“As a result, the CIA missed the radical change that Mikhail Gorbachev represented to Soviet politics and Soviet-American relations, and missed the challenges to his rule and his ultimate demise in 1991,” Goodman wrote.
So, when the Soviet Union – the CIA’s principal target – collapsed without any timely warning to the U.S. government, the CIA didn’t as much “miss” this development as it was blinded by ideological taskmasters to the reality playing out in plain sight.
Covering Up
Then, rather than take the Soviet intelligence failure to heart, Gates and other bureaucrats went to work covering their tracks.

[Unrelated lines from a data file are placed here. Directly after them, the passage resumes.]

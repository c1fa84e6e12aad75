//! Counters and notifications of a sync run.

/// Statistics about a sync run.
#[derive(Debug, Clone, Copy, Default, PartialEq, Eq)]
pub struct SyncStats {
    /// Remote entities applied.
    pub processed: usize,
    /// Local entities created.
    pub created: usize,
    /// Local entities modified.
    pub modified: usize,
    /// Matched entities found identical.
    pub unchanged: usize,
    /// Local entities deleted.
    pub deleted: usize,
    /// Transactions opened.
    pub transactions: usize,
}

impl SyncStats {
    /// Returns the number of mutations issued successfully.
    pub fn mutations(&self) -> usize {
        self.created + self.modified + self.deleted
    }
}

/// Notification emitted while a sync runs.
#[derive(Debug, Clone, Copy, PartialEq, Eq)]
pub enum SyncEvent {
    /// The engine can accept this many more remote entities.
    ReadyForNextBatch(usize),
    /// A transaction was committed.
    TransactionCommitted,
}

For that, they got the help of Harvard’s Kennedy School, which received hundreds of thousands of dollars to finance case studies to show that the CIA “got it right,” Goodman wrote.
“The office director for the Soviet Union during much of the 1980s, when the work of politicization was undertaken, Douglas MacEachin, was sent to Harvard as intelligence officer in residence to help the director of the case studies, Philip Zelikow, prepare these studies,” Goodman wrote.

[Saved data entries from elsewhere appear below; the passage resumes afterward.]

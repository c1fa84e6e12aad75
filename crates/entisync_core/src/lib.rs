//! # entisync core
//!
//! Building blocks shared by every entisync crate.
//!
//! This crate provides:
//! - `CoreError`, the error taxonomy carried by tasks and jobs
//! - `EventLoop`, the single-threaded reactor all jobs and tasks run on
//! - `Task<T>`, a single-assignment result cell with continuations
//! - Fan-out/fan-in combinators (`task_for_each`, `task_collect`)
//!
//! ## Concurrency model
//!
//! Everything runs on one thread. Work is suspended only while waiting for
//! the event loop to deliver the next event; the one blocking construct is
//! [`Task::wait`], which pumps the loop until the task settles.

#![deny(unsafe_code)]
#![warn(missing_docs)]

mod combinators;
mod error;
mod event_loop;
mod task;

pub use combinators::{task_collect, task_collect_flat, task_for_each};
pub use error::{CoreError, CoreResult, USER_DEFINED_ERROR_BASE};
pub use event_loop::EventLoop;
pub use task::Task;
//! Sessions: connection ownership, tag allocation and response routing.

use crate::config::SessionConfig;
use crate::connection::Connection;
use crate::job::{JobHandle, JobId, JobNode};
use entisync_core::{CoreError, EventLoop};
use entisync_protocol::{Command, Inbound, Response, Tag, TagAllocator};
use std::cell::RefCell;
use std::collections::{HashMap, VecDeque};
use std::rc::{Rc, Weak};
use tokio::sync::mpsc::UnboundedReceiver;
use uuid::Uuid;

/// State of the underlying connection.
#[derive(Debug, Clone, Copy, PartialEq, Eq)]
enum LinkState {
    Disconnected,
    /// Opened, waiting for the greeting.
    Connecting,
    Connected,
}

pub(crate) struct SessionState {
    pub(crate) jobs: HashMap<JobId, JobNode>,
    next_job_id: u64,
    /// Top-level jobs in dispatch order. The current one stays at the
    /// front until it finishes.
    pub(crate) queue: VecDeque<JobId>,
    pub(crate) current: Option<JobId>,
    tags: TagAllocator,
    link: LinkState,
    /// Bumped on every open and close; inbound events from an older
    /// generation are ignored.
    generation: u64,
    /// Commands written before the greeting arrived.
    outbox: Vec<(Tag, Command)>,
    fatal: Option<CoreError>,
    dispatch_scheduled: bool,
}

pub(crate) struct SessionInner {
    id: Uuid,
    config: SessionConfig,
    event_loop: EventLoop,
    pub(crate) state: RefCell<SessionState>,
    connection: RefCell<Box<dyn Connection>>,
}

/// Owns one logical connection to the store.
///
/// A session allocates correlation tags, dispatches top-level jobs in FIFO
/// order (exactly one is current at a time) and routes every response to
/// the job allowed to receive it.
///
/// The connection is opened lazily when the first command is written.
/// Losing it fails the deepest current job with
/// [`CoreError::ConnectionFailed`]; the session reconnects when the next
/// command is written. A greeting announcing a different protocol version
/// is fatal: every job fails with [`CoreError::ProtocolVersionMismatch`]
/// and so does every job spawned afterwards.
///
/// Cloning a `Session` yields another handle to the same session.
#[derive(Clone)]
pub struct Session {
    pub(crate) inner: Rc<SessionInner>,
}

impl Session {
    /// Creates a session over `connection`.
    pub fn new<C>(event_loop: &EventLoop, connection: C, config: SessionConfig) -> Self
    where
        C: Connection + 'static,
    {
        let id = Uuid::new_v4();
        tracing::debug!(session = %config.name, %id, "session created");
        Self {
            inner: Rc::new(SessionInner {
                id,
                config,
                event_loop: event_loop.clone(),
                state: RefCell::new(SessionState {
                    jobs: HashMap::new(),
                    next_job_id: 1,
                    queue: VecDeque::new(),
                    current: None,
                    tags: TagAllocator::new(),
                    link: LinkState::Disconnected,
                    generation: 0,
                    outbox: Vec::new(),
                    fatal: None,
                    dispatch_scheduled: false,
                }),
                connection: RefCell::new(Box::new(connection)),
            }),
        }
    }

    /// Returns the unique session identifier.
    pub fn id(&self) -> Uuid {
        self.inner.id
    }

    /// Returns the session name.
    pub fn name(&self) -> &str {
        &self.inner.config.name
    }

    /// Returns the session configuration.
    pub fn config(&self) -> &SessionConfig {
        &self.inner.config
    }

    /// Returns the event loop the session runs on.
    pub fn event_loop(&self) -> &EventLoop {
        &self.inner.event_loop
    }

    /// Returns true once the store's greeting was accepted on the open
    /// connection.
    pub fn is_connected(&self) -> bool {
        self.inner.state.borrow().link == LinkState::Connected
    }

    /// Returns the number of top-level jobs not yet finished, the current
    /// one included.
    pub fn jobs_pending(&self) -> usize {
        self.inner.state.borrow().queue.len()
    }

    /// Returns the current top-level job.
    pub fn current_job(&self) -> Option<JobHandle> {
        let id = self.inner.state.borrow().current?;
        self.handle(id)
    }

    /// Closes the connection.
    ///
    /// The deepest current job fails with [`CoreError::ConnectionFailed`];
    /// the next command written reconnects.
    pub fn force_reconnect(&self) {
        self.lose_connection(None, "reconnect forced");
    }

    pub(crate) fn post<F>(&self, f: F)
    where
        F: FnOnce() + 'static,
    {
        self.inner.event_loop.post(f);
    }

    pub(crate) fn next_job_id(&self) -> JobId {
        let mut state = self.inner.state.borrow_mut();
        let id = JobId(state.next_job_id);
        state.next_job_id += 1;
        id
    }

    pub(crate) fn next_tag(&self) -> Tag {
        self.inner.state.borrow_mut().tags.next_tag()
    }

    pub(crate) fn handle(&self, id: JobId) -> Option<JobHandle> {
        let state = self.inner.state.borrow();
        let node = state.jobs.get(&id)?;
        Some(JobHandle::from_parts(self.clone(), id, node.result.clone()))
    }

    pub(crate) fn is_same(&self, other: &Session) -> bool {
        Rc::ptr_eq(&self.inner, &other.inner)
    }

    /// Appends a top-level job to the dispatch queue.
    pub(crate) fn enqueue(&self, id: JobId) {
        self.inner.state.borrow_mut().queue.push_back(id);
        self.schedule_dispatch();
    }

    pub(crate) fn schedule_dispatch(&self) {
        {
            let mut state = self.inner.state.borrow_mut();
            if state.dispatch_scheduled {
                return;
            }
            state.dispatch_scheduled = true;
        }
        let session = self.clone();
        self.post(move || session.dispatch());
    }

    fn dispatch(&self) {
        let (next, fatal) = {
            let mut state = self.inner.state.borrow_mut();
            state.dispatch_scheduled = false;
            if state.current.is_some() {
                return;
            }
            let Some(&next) = state.queue.front() else {
                return;
            };
            state.current = Some(next);
            (next, state.fatal.clone())
        };

        let Some(job) = self.handle(next) else {
            return;
        };
        match fatal {
            Some(error) => {
                job.set_error(error);
                job.emit_result();
            }
            None => self.start_job(next),
        }
    }

    /// Writes a tagged command, opening the connection first if needed.
    pub(crate) fn write(&self, tag: Tag, command: Command) {
        let (link, fatal) = {
            let state = self.inner.state.borrow();
            (state.link, state.fatal.clone())
        };
        if let Some(error) = fatal {
            let session = self.clone();
            self.post(move || session.fail_deepest(error));
            return;
        }

        tracing::trace!(session = %self.name(), %tag, command = command.name(), "write");
        match link {
            LinkState::Connected => {
                let sent = self.inner.connection.borrow_mut().send(tag, &command);
                if let Err(e) = sent {
                    self.lose_connection(None, &e.text());
                }
            }
            LinkState::Connecting => {
                self.inner.state.borrow_mut().outbox.push((tag, command));
            }
            LinkState::Disconnected => {
                self.inner.state.borrow_mut().outbox.push((tag, command));
                self.connect();
            }
        }
    }

    fn connect(&self) {
        let generation = {
            let mut state = self.inner.state.borrow_mut();
            state.link = LinkState::Connecting;
            state.generation += 1;
            state.generation
        };
        tracing::debug!(session = %self.name(), generation, "connecting");

        let opened = self.inner.connection.borrow_mut().open();
        match opened {
            Ok(inbound) => self.spawn_reader(generation, inbound),
            Err(e) => {
                tracing::warn!(session = %self.name(), error = %e, "cannot connect");
                {
                    let mut state = self.inner.state.borrow_mut();
                    state.link = LinkState::Disconnected;
                    state.outbox.clear();
                }
                let session = self.clone();
                let error = match e {
                    CoreError::ConnectionFailed(_) => e,
                    other => CoreError::connection_failed(other.text()),
                };
                self.post(move || session.fail_deepest(error));
            }
        }
    }

    fn spawn_reader(&self, generation: u64, mut inbound: UnboundedReceiver<Inbound>) {
        let weak: Weak<SessionInner> = Rc::downgrade(&self.inner);
        self.inner.event_loop.spawn(async move {
            while let Some(message) = inbound.recv().await {
                let Some(inner) = weak.upgrade() else {
                    return;
                };
                if !(Session { inner }).handle_inbound(generation, message) {
                    return;
                }
            }
            if let Some(inner) = weak.upgrade() {
                (Session { inner }).lose_connection(Some(generation), "connection closed by peer");
            }
        });
    }

    /// Processes one inbound event. Returns false once the reader should
    /// stop.
    fn handle_inbound(&self, generation: u64, message: Inbound) -> bool {
        if self.inner.state.borrow().generation != generation {
            return false;
        }
        match message {
            Inbound::Hello {
                protocol_version,
                server,
            } => {
                self.on_hello(protocol_version, &server);
                true
            }
            Inbound::Response { tag, response } => {
                self.route(tag, response);
                true
            }
            Inbound::Closed { reason } => {
                self.lose_connection(Some(generation), &reason);
                false
            }
        }
    }

    fn on_hello(&self, remote: u32, server: &str) {
        let local = self.inner.config.protocol_version;
        if remote != local {
            tracing::error!(
                session = %self.name(),
                local,
                remote,
                server,
                "protocol version mismatch"
            );
            self.fail_fatally(CoreError::ProtocolVersionMismatch { local, remote });
            return;
        }

        let outbox = {
            let mut state = self.inner.state.borrow_mut();
            state.link = LinkState::Connected;
            std::mem::take(&mut state.outbox)
        };
        tracing::debug!(session = %self.name(), server, "connected");

        for (tag, command) in outbox {
            let sent = self.inner.connection.borrow_mut().send(tag, &command);
            if let Err(e) = sent {
                self.lose_connection(None, &e.text());
                return;
            }
        }
    }

    fn fail_fatally(&self, error: CoreError) {
        let jobs: Vec<JobId> = {
            let mut state = self.inner.state.borrow_mut();
            state.fatal = Some(error.clone());
            state.link = LinkState::Disconnected;
            state.generation += 1;
            state.outbox.clear();
            state.queue.iter().copied().collect()
        };
        self.inner.connection.borrow_mut().close();

        for id in jobs {
            if let Some(job) = self.handle(id) {
                job.set_error(error.clone());
                job.emit_result();
            }
        }
    }

    /// Delivers a response to the deepest job on the current chain whose
    /// tag matches.
    fn route(&self, tag: Tag, response: Response) {
        let target = {
            let state = self.inner.state.borrow();
            let chain = current_chain(&state);
            chain.into_iter().rev().find(|id| {
                state.jobs.get(id).is_some_and(|node| {
                    node.tag == Some(tag) && !node.finishing && !node.reading_finished
                })
            })
        };

        match target {
            Some(id) => self.deliver(id, tag, response),
            None => {
                tracing::warn!(session = %self.name(), %tag, "dropping response with unexpected tag");
            }
        }
    }

    /// Handles connection loss once per connection generation.
    pub(crate) fn lose_connection(&self, generation: Option<u64>, reason: &str) {
        {
            let mut state = self.inner.state.borrow_mut();
            if state.link == LinkState::Disconnected {
                return;
            }
            if generation.is_some_and(|g| g != state.generation) {
                return;
            }
            state.link = LinkState::Disconnected;
            state.generation += 1;
            state.outbox.clear();
        }
        self.inner.connection.borrow_mut().close();
        tracing::warn!(session = %self.name(), reason, "connection lost");

        let session = self.clone();
        let error = CoreError::connection_failed(reason);
        self.post(move || session.fail_deepest(error));
    }

    /// Fails the deepest current job that is not already finishing.
    fn fail_deepest(&self, error: CoreError) {
        let deepest = {
            let state = self.inner.state.borrow();
            current_chain(&state)
                .into_iter()
                .take_while(|id| state.jobs.get(id).is_some_and(|node| !node.finishing))
                .last()
        };
        if let Some(job) = deepest.and_then(|id| self.handle(id)) {
            tracing::debug!(session = %self.name(), job = %job.name(), error = %error, "aborting job");
            job.set_error(error);
            job.emit_result();
        }
    }
}

/// Returns the chain of current jobs, top-level first.
pub(crate) fn current_chain(state: &SessionState) -> Vec<JobId> {
    let mut chain = Vec::new();
    let mut next = state.current;
    while let Some(id) = next {
        chain.push(id);
        next = state.jobs.get(&id).and_then(|node| node.current);
    }
    chain
}

impl std::fmt::Debug for Session {
    fn fmt(&self, f: &mut std::fmt::Formatter<'_>) -> std::fmt::Result {
        f.debug_struct("Session")
            .field("id", &self.inner.id)
            .field("name", &self.inner.config.name)
            .finish_non_exhaustive()
    }
}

“In 1993, MacEachin became the CIA’s deputy director for intelligence,” Goodman wrote. “Zelikow and MacEachin were reunited in 2004, when Zelikow was named staff director of the 9/11 commission and appointed MacEachin a team leader on the staff. Zelikow and MacEachin made sure that the commission did not indict the CIA for its contributions to the 9/11 intelligence failure.”
In the 1980s, two other brave analysts – Richard Barlow and Peter Dickson – were punished when they clashed with the Casey-Gates desires regarding analyses on nuclear proliferation issues, particularly evidence that Pakistan was developing a nuclear bomb.
At the time, the Reagan administration wanted the Pakistan-bomb issue downplayed because the Pakistani intelligence service was helping the United States funnel arms to Islamic fundamentalists flocking to Afghanistan to fight Soviet troops.
Ironically, after the Soviet Union withdrew from Afghanistan in the late 1980s, the chief beneficiaries of that covert U.S. program included Osama bin Laden, who used the Afghan war to organize his band of al-Qaeda terrorists, and Pakistani physicists, who did develop a nuclear bomb and sold the technology to “rogue” countries.
Yet, in the 1980s, while out-of-step analysts were pushed aside, many of Gates’s protégés – the likes of John McLaughlin, Paul Pillar and Alan Foley – went on to successful CIA careers. Eventually, they would play key roles in the politicizing of the intelligence on Iraq’s WMD, Goodman wrote.
A central theme of Goodman’s book is that the consequences of this obsequious intelligence – this failure to face reality – have been disastrous:
“Much of the intelligence damage in the run-up to the Iraq War was due to the DI [the CIA’s Directorate of Intelligence] believing that it was actually ‘serving’ the White House in preparing its assessments of Iraqi WMD. [Old-time analysts] Langer and Kent did not see themselves as ‘serving’ the White House, but ‘informing’ the White House.”
Gates Advances
Goodman noted that other cozy relationships helped advance Gates’s career and blocked a truthful recounting of recent American history. Goodman even traced the end of serious congressional oversight of intelligence to 1991 and the Senate Intelligence Committee’s capitulation during Gates’s confirmation hearings to be CIA director.
After Gates had been blocked from the top CIA job in 1987 because of his ties to the Iran-Contra scandal, Gates “set about to launder his credentials and particularly to insinuate himself with [Sen. David] Boren,” D-Oklahoma, chairman of the Senate Intelligence Committee, Goodman wrote.
“In 1991, the White House checked with Boren to see if Gates could receive confirmation this time around, and Boren angered many Democrats on the intelligence committee when he guaranteed confirmation to White House aide Boyden Gray.”